▶ ASSIGNMENT: Scan the entries below for the word "specs". Copy each line that has it.

(Dataset records)
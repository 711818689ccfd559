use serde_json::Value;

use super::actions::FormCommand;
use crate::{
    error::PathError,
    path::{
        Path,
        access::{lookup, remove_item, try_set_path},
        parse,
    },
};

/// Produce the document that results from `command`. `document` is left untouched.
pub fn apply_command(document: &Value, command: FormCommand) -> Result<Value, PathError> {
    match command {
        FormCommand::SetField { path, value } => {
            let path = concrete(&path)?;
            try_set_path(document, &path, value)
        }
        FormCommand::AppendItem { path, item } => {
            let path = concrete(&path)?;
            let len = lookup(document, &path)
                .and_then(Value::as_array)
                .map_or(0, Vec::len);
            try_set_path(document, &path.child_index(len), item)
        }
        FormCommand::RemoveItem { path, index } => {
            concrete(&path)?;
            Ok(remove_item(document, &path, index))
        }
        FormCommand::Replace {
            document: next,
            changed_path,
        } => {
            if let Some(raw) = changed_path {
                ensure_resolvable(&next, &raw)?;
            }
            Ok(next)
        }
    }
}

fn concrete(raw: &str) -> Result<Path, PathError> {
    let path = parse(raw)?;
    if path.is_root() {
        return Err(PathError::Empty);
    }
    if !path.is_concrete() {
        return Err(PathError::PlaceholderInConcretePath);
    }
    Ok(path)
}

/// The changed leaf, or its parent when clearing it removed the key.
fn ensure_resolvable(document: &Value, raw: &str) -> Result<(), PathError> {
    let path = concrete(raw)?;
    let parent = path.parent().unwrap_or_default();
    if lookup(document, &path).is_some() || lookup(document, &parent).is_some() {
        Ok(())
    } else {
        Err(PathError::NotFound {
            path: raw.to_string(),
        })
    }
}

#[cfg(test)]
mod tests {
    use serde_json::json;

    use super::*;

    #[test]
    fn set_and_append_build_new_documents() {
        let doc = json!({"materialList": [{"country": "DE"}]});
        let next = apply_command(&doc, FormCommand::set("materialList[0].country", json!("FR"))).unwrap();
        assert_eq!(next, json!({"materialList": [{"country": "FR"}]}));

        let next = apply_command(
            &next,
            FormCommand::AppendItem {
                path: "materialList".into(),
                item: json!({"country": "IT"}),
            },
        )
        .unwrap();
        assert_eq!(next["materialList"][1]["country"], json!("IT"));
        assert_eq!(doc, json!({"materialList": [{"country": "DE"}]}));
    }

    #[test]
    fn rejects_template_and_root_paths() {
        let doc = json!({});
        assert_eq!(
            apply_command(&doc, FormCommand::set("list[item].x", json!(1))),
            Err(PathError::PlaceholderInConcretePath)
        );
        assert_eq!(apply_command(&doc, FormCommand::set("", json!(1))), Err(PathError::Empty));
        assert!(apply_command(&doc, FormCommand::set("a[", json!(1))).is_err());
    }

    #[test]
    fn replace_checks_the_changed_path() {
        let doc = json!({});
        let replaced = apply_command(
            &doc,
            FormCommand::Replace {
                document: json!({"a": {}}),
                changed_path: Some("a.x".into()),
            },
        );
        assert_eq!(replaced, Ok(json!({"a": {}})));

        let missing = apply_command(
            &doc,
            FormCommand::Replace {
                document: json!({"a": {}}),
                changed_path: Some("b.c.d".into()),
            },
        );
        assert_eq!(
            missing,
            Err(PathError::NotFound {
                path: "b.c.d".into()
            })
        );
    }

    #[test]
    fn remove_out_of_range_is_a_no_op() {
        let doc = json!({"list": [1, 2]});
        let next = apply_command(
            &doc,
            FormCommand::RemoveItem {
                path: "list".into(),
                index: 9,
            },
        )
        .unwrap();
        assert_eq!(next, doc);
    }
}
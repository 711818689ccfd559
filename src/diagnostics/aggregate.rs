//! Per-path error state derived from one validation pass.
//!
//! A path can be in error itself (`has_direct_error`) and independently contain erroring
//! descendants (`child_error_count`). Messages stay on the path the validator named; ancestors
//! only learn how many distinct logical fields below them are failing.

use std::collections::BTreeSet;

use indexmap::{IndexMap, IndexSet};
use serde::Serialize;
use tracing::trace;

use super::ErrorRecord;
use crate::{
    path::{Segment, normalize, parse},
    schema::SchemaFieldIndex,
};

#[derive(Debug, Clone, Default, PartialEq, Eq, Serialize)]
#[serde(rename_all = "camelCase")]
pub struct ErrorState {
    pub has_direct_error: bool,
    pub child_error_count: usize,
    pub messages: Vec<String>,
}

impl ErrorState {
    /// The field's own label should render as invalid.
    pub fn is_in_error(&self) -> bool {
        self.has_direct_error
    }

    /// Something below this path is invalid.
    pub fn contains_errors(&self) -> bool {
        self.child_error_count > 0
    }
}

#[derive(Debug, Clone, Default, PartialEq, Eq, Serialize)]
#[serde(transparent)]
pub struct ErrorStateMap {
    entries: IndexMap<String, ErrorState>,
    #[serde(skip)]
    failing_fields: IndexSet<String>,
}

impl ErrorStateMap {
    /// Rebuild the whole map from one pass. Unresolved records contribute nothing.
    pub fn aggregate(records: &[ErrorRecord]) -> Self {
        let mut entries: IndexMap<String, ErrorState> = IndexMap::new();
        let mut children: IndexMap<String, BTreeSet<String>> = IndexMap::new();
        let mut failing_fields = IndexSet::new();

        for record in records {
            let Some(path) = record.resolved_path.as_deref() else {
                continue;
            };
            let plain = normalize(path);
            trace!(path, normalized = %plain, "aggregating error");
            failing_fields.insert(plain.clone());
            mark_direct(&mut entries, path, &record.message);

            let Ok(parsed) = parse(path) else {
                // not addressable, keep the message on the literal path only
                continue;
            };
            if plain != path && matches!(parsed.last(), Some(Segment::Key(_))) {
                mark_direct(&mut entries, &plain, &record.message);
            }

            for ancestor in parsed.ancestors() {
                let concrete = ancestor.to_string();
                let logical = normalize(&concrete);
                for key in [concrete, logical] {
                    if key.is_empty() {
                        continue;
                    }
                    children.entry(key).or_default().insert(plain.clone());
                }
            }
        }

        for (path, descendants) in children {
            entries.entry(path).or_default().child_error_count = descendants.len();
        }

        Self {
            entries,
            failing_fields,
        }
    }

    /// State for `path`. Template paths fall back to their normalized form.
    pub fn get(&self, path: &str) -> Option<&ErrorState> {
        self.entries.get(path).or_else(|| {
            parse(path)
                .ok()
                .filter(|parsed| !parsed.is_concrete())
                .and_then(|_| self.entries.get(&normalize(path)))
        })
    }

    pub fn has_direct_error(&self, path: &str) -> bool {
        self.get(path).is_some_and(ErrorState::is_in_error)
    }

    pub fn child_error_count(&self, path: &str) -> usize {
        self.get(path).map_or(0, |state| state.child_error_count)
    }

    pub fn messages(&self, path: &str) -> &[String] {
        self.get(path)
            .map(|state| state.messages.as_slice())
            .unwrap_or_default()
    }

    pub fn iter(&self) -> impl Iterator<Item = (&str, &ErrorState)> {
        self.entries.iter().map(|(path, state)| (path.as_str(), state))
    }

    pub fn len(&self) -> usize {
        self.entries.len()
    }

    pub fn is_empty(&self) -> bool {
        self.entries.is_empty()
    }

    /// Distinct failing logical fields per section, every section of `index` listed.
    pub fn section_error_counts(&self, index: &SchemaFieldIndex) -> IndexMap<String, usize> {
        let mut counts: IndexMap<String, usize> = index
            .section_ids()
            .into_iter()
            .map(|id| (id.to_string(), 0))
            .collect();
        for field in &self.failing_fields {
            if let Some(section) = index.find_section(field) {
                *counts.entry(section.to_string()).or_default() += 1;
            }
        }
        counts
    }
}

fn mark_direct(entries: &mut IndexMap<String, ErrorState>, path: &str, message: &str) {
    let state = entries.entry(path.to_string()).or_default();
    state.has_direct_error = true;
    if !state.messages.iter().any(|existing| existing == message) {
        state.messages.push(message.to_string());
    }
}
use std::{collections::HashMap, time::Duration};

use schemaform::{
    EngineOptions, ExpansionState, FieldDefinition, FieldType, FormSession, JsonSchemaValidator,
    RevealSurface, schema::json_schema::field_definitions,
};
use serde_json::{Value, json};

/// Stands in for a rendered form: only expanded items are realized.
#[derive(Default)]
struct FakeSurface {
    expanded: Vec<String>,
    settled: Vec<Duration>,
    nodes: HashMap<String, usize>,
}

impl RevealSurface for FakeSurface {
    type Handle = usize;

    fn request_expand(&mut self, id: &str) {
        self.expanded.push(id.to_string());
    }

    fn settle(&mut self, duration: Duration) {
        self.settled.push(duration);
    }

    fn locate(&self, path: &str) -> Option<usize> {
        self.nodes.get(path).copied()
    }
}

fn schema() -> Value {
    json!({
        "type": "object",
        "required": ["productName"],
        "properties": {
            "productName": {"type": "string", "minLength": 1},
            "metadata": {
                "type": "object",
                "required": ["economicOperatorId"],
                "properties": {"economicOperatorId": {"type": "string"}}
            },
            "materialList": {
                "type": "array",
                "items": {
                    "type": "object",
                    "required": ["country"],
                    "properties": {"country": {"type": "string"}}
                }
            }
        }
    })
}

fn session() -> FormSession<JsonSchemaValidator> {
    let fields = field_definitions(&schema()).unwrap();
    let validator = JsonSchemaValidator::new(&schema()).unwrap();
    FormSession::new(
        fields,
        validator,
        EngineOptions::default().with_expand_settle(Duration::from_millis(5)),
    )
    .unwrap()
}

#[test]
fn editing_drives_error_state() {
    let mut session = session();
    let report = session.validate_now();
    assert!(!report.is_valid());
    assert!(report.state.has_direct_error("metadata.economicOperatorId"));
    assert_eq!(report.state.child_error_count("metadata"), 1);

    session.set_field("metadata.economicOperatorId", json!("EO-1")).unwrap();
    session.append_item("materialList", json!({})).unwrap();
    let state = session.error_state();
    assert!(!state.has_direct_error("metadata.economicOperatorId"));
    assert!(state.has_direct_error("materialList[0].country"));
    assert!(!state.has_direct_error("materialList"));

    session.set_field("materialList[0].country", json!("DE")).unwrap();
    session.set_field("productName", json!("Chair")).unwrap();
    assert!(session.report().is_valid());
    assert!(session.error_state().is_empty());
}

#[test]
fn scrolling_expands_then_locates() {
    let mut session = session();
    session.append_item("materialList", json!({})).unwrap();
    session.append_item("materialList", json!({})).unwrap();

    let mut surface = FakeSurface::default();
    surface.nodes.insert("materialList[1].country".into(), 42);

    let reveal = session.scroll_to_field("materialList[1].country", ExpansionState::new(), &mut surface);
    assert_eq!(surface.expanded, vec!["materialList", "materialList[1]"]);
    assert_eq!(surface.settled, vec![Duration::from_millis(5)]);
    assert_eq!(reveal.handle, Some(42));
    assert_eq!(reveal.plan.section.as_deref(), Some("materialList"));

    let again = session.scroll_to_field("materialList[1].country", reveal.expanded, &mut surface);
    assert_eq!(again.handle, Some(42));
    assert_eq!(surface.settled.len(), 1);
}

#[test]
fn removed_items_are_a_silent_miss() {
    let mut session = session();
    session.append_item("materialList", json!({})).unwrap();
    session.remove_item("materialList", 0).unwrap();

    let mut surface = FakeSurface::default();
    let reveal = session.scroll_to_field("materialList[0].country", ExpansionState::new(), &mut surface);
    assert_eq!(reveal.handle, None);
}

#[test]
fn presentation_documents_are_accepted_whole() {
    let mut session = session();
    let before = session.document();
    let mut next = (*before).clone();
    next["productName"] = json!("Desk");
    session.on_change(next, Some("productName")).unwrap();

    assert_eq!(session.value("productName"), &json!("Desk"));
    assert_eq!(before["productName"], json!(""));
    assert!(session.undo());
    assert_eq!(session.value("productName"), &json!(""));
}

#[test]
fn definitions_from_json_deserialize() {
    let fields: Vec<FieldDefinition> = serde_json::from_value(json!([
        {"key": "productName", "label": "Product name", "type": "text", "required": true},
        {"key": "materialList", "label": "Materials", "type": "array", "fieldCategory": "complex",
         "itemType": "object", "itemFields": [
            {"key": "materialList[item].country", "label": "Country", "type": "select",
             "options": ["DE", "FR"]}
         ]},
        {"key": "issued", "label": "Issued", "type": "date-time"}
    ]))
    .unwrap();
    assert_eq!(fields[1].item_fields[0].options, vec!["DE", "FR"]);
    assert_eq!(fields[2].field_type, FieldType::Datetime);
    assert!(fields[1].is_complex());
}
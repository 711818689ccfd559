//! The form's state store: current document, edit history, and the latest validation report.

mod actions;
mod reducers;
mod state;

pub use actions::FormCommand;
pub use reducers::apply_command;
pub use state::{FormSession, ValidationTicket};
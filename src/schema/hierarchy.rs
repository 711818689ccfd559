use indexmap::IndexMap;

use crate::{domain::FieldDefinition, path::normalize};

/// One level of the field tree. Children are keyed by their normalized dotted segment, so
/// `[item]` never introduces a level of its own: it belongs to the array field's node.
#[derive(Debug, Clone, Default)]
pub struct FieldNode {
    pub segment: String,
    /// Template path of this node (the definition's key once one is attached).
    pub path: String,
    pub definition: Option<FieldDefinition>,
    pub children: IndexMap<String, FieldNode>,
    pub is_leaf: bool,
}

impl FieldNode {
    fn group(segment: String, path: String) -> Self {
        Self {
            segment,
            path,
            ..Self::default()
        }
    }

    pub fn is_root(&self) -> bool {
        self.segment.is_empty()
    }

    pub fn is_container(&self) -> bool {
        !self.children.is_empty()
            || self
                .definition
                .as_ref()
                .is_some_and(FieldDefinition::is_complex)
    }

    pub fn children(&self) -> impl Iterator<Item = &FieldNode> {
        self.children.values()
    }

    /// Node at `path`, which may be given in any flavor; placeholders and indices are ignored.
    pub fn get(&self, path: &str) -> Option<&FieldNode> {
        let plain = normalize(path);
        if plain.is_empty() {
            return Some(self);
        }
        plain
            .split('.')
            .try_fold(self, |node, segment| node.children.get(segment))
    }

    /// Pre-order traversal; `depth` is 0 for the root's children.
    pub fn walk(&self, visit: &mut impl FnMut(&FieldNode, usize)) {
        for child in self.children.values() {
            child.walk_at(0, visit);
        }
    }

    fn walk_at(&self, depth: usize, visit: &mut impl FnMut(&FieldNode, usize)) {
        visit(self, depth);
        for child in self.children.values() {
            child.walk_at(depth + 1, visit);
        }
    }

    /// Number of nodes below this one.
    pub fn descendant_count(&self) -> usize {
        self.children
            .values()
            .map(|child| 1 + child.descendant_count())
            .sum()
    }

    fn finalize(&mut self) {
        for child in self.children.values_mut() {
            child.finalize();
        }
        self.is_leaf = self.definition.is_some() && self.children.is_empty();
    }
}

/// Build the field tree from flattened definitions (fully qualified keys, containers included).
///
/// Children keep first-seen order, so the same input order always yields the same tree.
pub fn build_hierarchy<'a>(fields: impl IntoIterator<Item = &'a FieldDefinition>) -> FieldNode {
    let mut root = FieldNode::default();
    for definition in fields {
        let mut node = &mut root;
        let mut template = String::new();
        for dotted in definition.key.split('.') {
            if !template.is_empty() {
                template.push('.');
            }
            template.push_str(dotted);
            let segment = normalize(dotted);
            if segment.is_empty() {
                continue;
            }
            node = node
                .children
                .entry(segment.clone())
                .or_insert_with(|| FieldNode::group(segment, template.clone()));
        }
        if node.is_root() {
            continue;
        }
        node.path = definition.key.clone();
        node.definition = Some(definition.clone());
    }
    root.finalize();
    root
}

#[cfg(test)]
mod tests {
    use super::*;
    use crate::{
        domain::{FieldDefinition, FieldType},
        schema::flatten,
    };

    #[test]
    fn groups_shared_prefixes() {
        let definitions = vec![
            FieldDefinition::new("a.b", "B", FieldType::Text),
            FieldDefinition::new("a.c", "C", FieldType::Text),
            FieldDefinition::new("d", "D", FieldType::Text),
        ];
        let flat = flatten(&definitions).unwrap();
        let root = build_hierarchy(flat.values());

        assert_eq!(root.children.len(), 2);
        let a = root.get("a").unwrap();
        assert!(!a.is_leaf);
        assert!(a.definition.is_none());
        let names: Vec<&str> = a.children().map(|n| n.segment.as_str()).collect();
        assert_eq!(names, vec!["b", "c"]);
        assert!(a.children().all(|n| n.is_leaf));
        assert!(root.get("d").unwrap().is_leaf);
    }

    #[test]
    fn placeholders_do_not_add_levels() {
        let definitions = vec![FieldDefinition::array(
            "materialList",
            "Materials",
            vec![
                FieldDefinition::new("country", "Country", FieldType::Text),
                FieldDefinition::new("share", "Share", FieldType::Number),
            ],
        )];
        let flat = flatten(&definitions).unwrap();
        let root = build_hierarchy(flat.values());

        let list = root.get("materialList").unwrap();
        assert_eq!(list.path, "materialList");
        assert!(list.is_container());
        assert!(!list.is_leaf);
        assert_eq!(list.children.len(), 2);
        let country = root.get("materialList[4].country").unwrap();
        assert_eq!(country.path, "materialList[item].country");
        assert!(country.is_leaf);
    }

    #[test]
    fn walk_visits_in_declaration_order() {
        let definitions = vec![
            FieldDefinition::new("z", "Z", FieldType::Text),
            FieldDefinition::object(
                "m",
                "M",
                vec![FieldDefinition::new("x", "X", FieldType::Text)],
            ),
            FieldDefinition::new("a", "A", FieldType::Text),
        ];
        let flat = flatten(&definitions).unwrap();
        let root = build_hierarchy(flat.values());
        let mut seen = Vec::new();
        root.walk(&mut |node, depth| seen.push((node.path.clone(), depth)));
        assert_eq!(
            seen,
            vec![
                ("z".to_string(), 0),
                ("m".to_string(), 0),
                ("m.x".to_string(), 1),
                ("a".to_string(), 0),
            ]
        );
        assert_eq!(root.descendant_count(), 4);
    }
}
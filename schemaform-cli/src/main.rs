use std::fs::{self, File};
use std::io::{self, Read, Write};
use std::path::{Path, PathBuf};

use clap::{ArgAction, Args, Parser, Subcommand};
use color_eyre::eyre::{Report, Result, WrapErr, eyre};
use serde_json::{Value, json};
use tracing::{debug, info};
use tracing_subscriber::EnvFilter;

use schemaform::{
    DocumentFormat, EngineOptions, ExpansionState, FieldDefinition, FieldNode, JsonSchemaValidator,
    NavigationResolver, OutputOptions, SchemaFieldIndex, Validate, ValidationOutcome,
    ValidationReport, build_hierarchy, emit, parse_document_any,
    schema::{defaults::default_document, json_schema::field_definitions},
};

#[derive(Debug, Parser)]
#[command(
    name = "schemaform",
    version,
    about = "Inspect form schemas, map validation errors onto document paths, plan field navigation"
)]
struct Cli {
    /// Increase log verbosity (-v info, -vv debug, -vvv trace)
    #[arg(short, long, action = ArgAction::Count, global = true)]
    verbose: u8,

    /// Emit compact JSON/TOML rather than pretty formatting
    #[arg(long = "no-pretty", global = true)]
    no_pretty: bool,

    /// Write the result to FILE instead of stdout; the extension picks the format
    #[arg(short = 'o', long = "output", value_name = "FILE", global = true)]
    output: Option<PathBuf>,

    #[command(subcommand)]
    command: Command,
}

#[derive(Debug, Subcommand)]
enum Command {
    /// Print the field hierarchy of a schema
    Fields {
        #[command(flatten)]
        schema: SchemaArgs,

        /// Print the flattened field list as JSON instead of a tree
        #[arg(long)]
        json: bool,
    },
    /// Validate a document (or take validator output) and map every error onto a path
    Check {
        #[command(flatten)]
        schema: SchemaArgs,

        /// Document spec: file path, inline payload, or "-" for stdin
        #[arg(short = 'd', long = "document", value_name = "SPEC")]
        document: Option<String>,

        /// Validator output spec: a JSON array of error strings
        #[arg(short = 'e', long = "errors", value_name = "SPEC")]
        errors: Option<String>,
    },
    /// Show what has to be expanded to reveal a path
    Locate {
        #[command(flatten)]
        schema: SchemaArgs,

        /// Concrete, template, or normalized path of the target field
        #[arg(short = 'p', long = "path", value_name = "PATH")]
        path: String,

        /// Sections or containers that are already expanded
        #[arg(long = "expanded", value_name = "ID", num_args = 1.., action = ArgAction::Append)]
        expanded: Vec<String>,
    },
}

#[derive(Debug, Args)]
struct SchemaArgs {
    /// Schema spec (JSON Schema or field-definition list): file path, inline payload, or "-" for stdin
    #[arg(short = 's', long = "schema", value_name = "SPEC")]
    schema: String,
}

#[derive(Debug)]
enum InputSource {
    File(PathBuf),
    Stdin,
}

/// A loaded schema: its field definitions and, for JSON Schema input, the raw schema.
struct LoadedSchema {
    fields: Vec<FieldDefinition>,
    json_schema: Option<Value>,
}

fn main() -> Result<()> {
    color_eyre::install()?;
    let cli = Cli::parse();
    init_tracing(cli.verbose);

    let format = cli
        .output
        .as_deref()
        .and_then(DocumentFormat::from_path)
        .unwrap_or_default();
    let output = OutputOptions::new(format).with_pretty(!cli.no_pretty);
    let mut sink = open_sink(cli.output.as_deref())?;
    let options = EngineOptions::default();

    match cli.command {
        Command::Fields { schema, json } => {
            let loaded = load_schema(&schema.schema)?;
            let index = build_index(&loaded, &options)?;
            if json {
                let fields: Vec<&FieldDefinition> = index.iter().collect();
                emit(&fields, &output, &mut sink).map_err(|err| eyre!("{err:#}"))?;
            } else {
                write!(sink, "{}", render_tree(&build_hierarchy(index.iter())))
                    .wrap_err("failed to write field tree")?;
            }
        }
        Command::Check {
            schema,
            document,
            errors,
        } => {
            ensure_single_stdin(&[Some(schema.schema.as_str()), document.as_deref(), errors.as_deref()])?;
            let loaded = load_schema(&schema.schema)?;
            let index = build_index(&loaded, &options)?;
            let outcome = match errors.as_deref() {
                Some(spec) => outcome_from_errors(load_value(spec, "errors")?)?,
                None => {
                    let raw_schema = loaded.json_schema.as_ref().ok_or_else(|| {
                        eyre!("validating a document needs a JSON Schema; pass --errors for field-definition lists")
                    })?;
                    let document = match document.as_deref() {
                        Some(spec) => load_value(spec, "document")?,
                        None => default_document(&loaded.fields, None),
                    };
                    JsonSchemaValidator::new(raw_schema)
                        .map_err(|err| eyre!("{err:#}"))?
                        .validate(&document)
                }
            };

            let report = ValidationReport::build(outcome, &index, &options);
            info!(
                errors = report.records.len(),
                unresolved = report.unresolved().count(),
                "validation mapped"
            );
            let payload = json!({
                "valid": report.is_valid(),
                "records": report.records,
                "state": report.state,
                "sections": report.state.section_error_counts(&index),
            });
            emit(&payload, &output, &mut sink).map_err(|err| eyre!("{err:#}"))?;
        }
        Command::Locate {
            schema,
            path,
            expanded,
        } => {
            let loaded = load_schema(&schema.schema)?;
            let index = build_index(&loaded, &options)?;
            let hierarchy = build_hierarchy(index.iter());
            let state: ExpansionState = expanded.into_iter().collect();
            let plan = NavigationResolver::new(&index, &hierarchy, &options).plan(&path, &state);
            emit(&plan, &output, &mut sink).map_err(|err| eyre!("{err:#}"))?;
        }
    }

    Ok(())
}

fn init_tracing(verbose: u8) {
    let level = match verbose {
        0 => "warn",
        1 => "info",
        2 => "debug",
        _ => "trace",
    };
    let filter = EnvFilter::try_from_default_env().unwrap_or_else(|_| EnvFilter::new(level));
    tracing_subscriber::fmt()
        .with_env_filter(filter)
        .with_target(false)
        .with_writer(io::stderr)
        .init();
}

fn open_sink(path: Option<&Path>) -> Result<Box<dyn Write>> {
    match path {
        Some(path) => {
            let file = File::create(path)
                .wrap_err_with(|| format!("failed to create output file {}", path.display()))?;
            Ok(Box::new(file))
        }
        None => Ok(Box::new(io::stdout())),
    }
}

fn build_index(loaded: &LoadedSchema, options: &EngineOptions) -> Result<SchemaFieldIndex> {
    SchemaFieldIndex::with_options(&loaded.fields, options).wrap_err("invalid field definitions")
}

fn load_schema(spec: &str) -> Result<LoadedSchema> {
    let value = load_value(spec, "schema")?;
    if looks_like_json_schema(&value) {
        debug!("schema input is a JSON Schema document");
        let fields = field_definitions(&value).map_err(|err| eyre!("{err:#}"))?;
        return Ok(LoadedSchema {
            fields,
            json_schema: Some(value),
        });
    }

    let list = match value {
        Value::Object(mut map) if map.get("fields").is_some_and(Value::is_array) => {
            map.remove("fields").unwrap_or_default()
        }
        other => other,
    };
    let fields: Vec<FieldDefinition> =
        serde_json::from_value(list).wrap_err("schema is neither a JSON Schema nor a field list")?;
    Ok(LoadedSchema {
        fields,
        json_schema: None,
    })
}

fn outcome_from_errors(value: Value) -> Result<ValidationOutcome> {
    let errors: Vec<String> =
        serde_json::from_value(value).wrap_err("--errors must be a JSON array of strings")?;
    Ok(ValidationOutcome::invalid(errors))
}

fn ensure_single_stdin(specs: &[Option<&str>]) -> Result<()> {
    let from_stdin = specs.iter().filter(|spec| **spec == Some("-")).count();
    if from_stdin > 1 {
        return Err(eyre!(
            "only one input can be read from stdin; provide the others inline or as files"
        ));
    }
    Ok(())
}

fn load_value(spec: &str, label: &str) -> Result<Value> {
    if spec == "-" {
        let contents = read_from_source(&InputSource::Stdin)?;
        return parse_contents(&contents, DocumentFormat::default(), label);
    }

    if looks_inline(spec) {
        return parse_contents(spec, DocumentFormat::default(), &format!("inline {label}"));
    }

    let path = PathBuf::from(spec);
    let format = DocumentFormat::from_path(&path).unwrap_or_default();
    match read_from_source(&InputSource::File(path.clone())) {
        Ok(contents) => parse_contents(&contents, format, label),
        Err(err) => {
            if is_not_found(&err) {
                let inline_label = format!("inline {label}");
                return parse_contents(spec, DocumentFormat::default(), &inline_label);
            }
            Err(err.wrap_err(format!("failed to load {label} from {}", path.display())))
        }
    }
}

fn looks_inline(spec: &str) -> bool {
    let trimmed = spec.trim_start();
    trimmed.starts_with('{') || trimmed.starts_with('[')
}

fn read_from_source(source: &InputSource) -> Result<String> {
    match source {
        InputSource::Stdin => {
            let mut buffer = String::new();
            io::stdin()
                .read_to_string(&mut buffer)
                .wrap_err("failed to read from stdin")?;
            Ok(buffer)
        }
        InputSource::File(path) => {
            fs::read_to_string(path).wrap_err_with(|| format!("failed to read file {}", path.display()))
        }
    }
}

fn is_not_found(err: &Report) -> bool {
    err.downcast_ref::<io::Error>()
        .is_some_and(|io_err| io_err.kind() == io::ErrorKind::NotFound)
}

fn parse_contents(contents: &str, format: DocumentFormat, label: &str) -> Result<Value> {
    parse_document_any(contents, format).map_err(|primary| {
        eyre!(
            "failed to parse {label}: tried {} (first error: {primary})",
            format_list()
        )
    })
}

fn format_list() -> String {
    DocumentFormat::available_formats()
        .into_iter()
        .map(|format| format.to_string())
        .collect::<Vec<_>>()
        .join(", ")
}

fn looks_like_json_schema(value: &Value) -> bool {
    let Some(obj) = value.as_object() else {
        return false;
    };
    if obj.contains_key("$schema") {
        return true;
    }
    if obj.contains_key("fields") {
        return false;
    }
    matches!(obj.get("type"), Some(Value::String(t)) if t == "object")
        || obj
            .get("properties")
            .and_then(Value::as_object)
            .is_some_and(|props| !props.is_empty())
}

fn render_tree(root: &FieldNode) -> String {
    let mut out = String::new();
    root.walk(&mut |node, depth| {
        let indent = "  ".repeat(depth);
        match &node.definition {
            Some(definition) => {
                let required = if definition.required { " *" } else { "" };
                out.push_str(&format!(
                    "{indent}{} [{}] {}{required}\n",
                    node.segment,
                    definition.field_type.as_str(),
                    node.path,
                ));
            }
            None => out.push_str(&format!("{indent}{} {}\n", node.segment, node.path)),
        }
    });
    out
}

▶ PROBLEM SOLUTION:
fn ensure_single_stdin(specs: &[Option<&str>]) -> Result<()> {
    let from_stdin = specs.iter().filter(|spec| **spec == Some("-")).count();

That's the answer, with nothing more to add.